It is our belief that a correct treatment of tunneling in quantum
gravity requires one to analytically continue the fields in the
Euclidean action, perhaps in the manner advocated by Gibbons Hawking and
Perry, in such a way that the action is positive and tunneling
amplitudes always correspond to suppression. Such a continuation would
also explain the apparent discrepancy between the fact that the infinite
cornucopion has finite mass and our contention that Euclidean processes
which create it as an intermediate state have infinite action.  The
energy density in a theory of gravity is not positive and bulk
contributions to the energy cancel.

We would like to emphasize that the result of the foregoing calculation
is of great interest in string theory even if our contention that
cornucopions resolve the Hawking puzzle is incorrect.  There is little
doubt that string theory has classical solutions that are highly charged
magnetic black holes with the geometry of a cornucopion.  The above
calculation can be viewed as a weak coupling estimate of the probability
for spontaneous production of a pair of such objects from the vacuum.
Our result indicates that flat space is stable against decay into such
objects for sufficiently weak coupling. Its failure to show such
stability would at least mean the breakdown of the semiclassical
argument for the stability of flat space, and might indicate a true
instability.  Indeed, the calculations suggests a potential
instability at larger values of the coupling, but this cannot be
verified without more detailed knowledge of the function $N(g_0 )$.
Known results in the $c=1$ model suggest that there may be a constant
contribution to $N$ and that it will not vanish as $g_0$ gets large.
The only degrees of freedom that are massless in the horn of the
cornucopion are free throughout most of its volume and give a coupling
constant independent contribution to the free energy density.  It seems
unlikely that this will be precisely cancelled by massive degrees of
freedom, so a strong coupling instability of the flat vacuum seems like
a definite possibility.
Perhaps the dynamics of virtual cornucopion production contributes to the
mechanism by which the string coupling constant is fixed.

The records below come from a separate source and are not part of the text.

/// Application state and router builder
///
/// This module defines the shared application state and provides
/// a function to build the Axum router with all routes and middleware.
///
/// # Example
///
/// ```no_run
/// use teamflow_api::{app::AppState, config::Config};
/// use teamflow_shared::mail::LogMailer;
/// use sqlx::PgPool;
/// use std::sync::Arc;
///
/// # async fn example() -> anyhow::Result<()> {
/// let config = Config::from_env()?;
/// let pool = PgPool::connect(&config.database.url).await?;
/// let state = AppState::new(pool, config, Arc::new(LogMailer));
/// let app = teamflow_api::app::build_router(state);
/// # Ok(())
/// # }
/// ```

use crate::{config::Config, middleware::security::SecurityHeadersLayer};
use axum::{
    extract::Request,
    http::{header, HeaderValue, Method},
    middleware::Next,
    response::Response,
    routing::{delete, get, patch, post, put},
    Router,
};
use sqlx::PgPool;
use std::sync::Arc;
use teamflow_shared::{
    auth::{context::AuthContext, jwt},
    mail::Mailer,
};
use tower_http::{
    cors::CorsLayer,
    trace::{DefaultMakeSpan, DefaultOnResponse, TraceLayer},
};
use tracing::Level;

/// Shared application state
///
/// This is cloned for each request handler via Axum's `State` extractor.
/// Uses Arc internally for cheap cloning.
#[derive(Clone)]
pub struct AppState {
    /// Database connection pool
    pub db: PgPool,

    /// Application configuration
    pub config: Arc<Config>,

    /// Outbound mail transport
    pub mailer: Arc<dyn Mailer>,
}

impl AppState {
    /// Creates new application state
    pub fn new(db: PgPool, config: Config, mailer: Arc<dyn Mailer>) -> Self {
        Self {
            db,
            config: Arc::new(config),
            mailer,
        }
    }

    /// Gets JWT secret for token operations
    pub fn jwt_secret(&self) -> &str {
        &self.config.jwt.secret
    }
}

/// Builds the complete Axum router with all routes and middleware
///
/// # Architecture
///
/// ```text
/// /
/// ├── /health                     # Health check (public)
/// ├── /auth/                      # Authentication (public)
/// │   ├── POST /register
/// │   ├── POST /login
/// │   ├── POST /forgot-password
/// │   └── POST /reset-password
/// ├── /tasks                      # Task board (authenticated)
/// ├── /projects                   # Project registry (authenticated)
/// ├── /activity                   # Activity ledger + reports (authenticated)
/// ├── /users                      # Profiles + administration (authenticated)
/// └── /notifications              # Notification store (authenticated)
/// ```
///
/// # Middleware Stack
///
/// Applied in order (bottom to top):
/// 1. Logging (tower-http TraceLayer)
/// 2. CORS (tower-http CorsLayer)
/// 3. Security headers
/// 4. Authentication (per-route basis)
pub fn build_router(state: AppState) -> Router {
    use crate::routes;

    // Health check (public, no auth)
    let health_routes = Router::new().route("/health", get(routes::health::health_check));

    // Auth routes (public, no auth required)
    let auth_routes = Router::new()
        .route("/register", post(routes::auth::register))
        .route("/login", post(routes::auth::login))
        .route("/forgot-password", post(routes::auth::forgot_password))
        .route("/reset-password", post(routes::auth::reset_password));

    // Task routes (require JWT authentication)
    let task_routes = Router::new()
        .route("/", get(routes::tasks::list_tasks).post(routes::tasks::create_task))
        .route("/:id", put(routes::tasks::update_task).delete(routes::tasks::delete_task));

    // Project routes
    let project_routes = Router::new()
        .route(
            "/",
            get(routes::projects::list_projects).post(routes::projects::create_project),
        )
        .route("/with-summary", get(routes::projects::list_projects_with_summary))
        .route(
            "/:id",
            put(routes::projects::update_project).delete(routes::projects::delete_project),
        );

    // Activity ledger + reporting routes
    let activity_routes = Router::new()
        .route("/", post(routes::activity::record_activity))
        .route("/stats", get(routes::activity::activity_stats))
        .route("/pdf", get(routes::activity::activity_pdf));

    // User profile + administration routes
    let user_routes = Router::new()
        .route("/", get(routes::users::list_users).post(routes::users::create_user))
        .route("/me", get(routes::users::get_me).put(routes::users::update_me))
        .route("/with-activity", get(routes::users::list_users_with_activity))
        .route("/avatar", patch(routes::users::update_avatar))
        .route("/:id", delete(routes::users::delete_user));

    // Notification routes
    let notification_routes = Router::new().route(
        "/",
        get(routes::notifications::list_notifications)
            .post(routes::notifications::create_notification),
    );

    // Everything behind the bearer-token layer
    let protected_routes = Router::new()
        .nest("/tasks", task_routes)
        .nest("/projects", project_routes)
        .nest("/activity", activity_routes)
        .nest("/users", user_routes)
        .nest("/notifications", notification_routes)
        .layer(axum::middleware::from_fn_with_state(
            state.clone(),
            jwt_auth_layer,
        ));

    // Configure CORS based on environment
    let cors = if state.config.api.cors_origins.contains(&"*".to_string()) {
        // Development mode: permissive CORS
        CorsLayer::permissive()
    } else {
        // Production mode: configure allowed origins
        let origins: Vec<HeaderValue> = state
            .config
            .api
            .cors_origins
            .iter()
            .filter_map(|origin| origin.parse().ok())
            .collect();

        CorsLayer::new()
            .allow_origin(origins)
            .allow_methods([
                Method::GET,
                Method::POST,
                Method::PUT,
                Method::PATCH,
                Method::DELETE,
                Method::OPTIONS,
            ])
            .allow_headers([header::AUTHORIZATION, header::CONTENT_TYPE])
            .allow_credentials(true)
            .max_age(std::time::Duration::from_secs(3600))
    };

    Router::new()
        .merge(health_routes)
        .nest("/auth", auth_routes)
        .merge(protected_routes)
        .layer(
            TraceLayer::new_for_http()
                .make_span_with(DefaultMakeSpan::new().level(Level::INFO))
                .on_response(DefaultOnResponse::new().level(Level::INFO)),
        )
        .layer(cors)
        .layer(SecurityHeadersLayer::new(state.config.api.production))
        .with_state(state)
}

/// JWT authentication middleware layer
///
/// Extracts and validates the bearer token from the Authorization header,
/// then injects AuthContext into request extensions.
async fn jwt_auth_layer(
    state: axum::extract::State<AppState>,
    mut req: Request,
    next: Next,
) -> Result<Response, crate::error::ApiError> {
    let auth_header = req
        .headers()
        .get(axum::http::header::AUTHORIZATION)
        .and_then(|v| v.to_str().ok())
        .ok_or_else(|| {
            crate::error::ApiError::Unauthorized("Missing authorization header".to_string())
        })?;

    let token = auth_header
        .strip_prefix("Bearer ")
        .ok_or_else(|| crate::error::ApiError::Unauthorized("Expected Bearer token".to_string()))?;

    let claims = jwt::validate_token(token, state.jwt_secret())?;
    let auth_context = AuthContext::from_claims(claims);

    req.extensions_mut().insert(auth_context);

    Ok(next.run(req).await)
}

We now come to what is probably the most vexing problem for the
cornucopion scenario, real cornucopion production in external magnetic
fields.  The conventional wisdom on this subject goes back to a
paper\affleck by Affleck and Manton on the pair production of 't
Hooft-Polyakov monopoles.  Their argument may be caricatured as follows.
The pair production of point magnetic monopoles in a constant magnetic
field is described by an instanton in the one particle quantum mechanics
which describes single particle motion.  If the field points in the
$x_3$ direction, the instanton is a circle in the $x_3 - x_4$ plane in
euclidean space.  The radius of the circle is determined by the
tunneling condition $R B = 2 m$, where $m$ is the particle mass and $B$
the strength of the magnetic field.

Affleck and Manton show that there is a field theory instanton which
is better and better approximated by this quantum mechanical instanton
in the limit that the magnetic radius $R$ is larger than all length
scales describing the structure of the monopole soliton.  The basic idea
is that if $\phi_0 (x_1 , x_2, x_3)$ represents the static soliton
solution, then it is also a solution of the Euclidean equations of
motion representing a soliton that exists for some length of Euclidean
time.  Now consider $\phi (x) = \phi_0 (x_1 , x_2, \sqrt{x_3^2 + x_4^2}
- R) $ which respresents a soliton moving around an Euclidean circle of
radius R.  This configuration is not an exact solution of the Euclidean
equations, but the leading correction to the equations of motion is
cancelled in the presence of the background field if $R$ is chosen to
take on the Schwinger value $2m/B$ (where $m$ is given by the soliton mass).
Thus $\phi$ can be chosen to be the first term in an expansion of an
exact solution in powers of $L/R$, where $L$ is a characteristic
dimension of the soliton.  Affleck and Manton show that in the limit
$L/R \rightarrow 0$, the action for the solution is given by the usual
Schwinger formula for point particles, plus a correction coming from the
Coulomb interaction which is negligible for weak coupling.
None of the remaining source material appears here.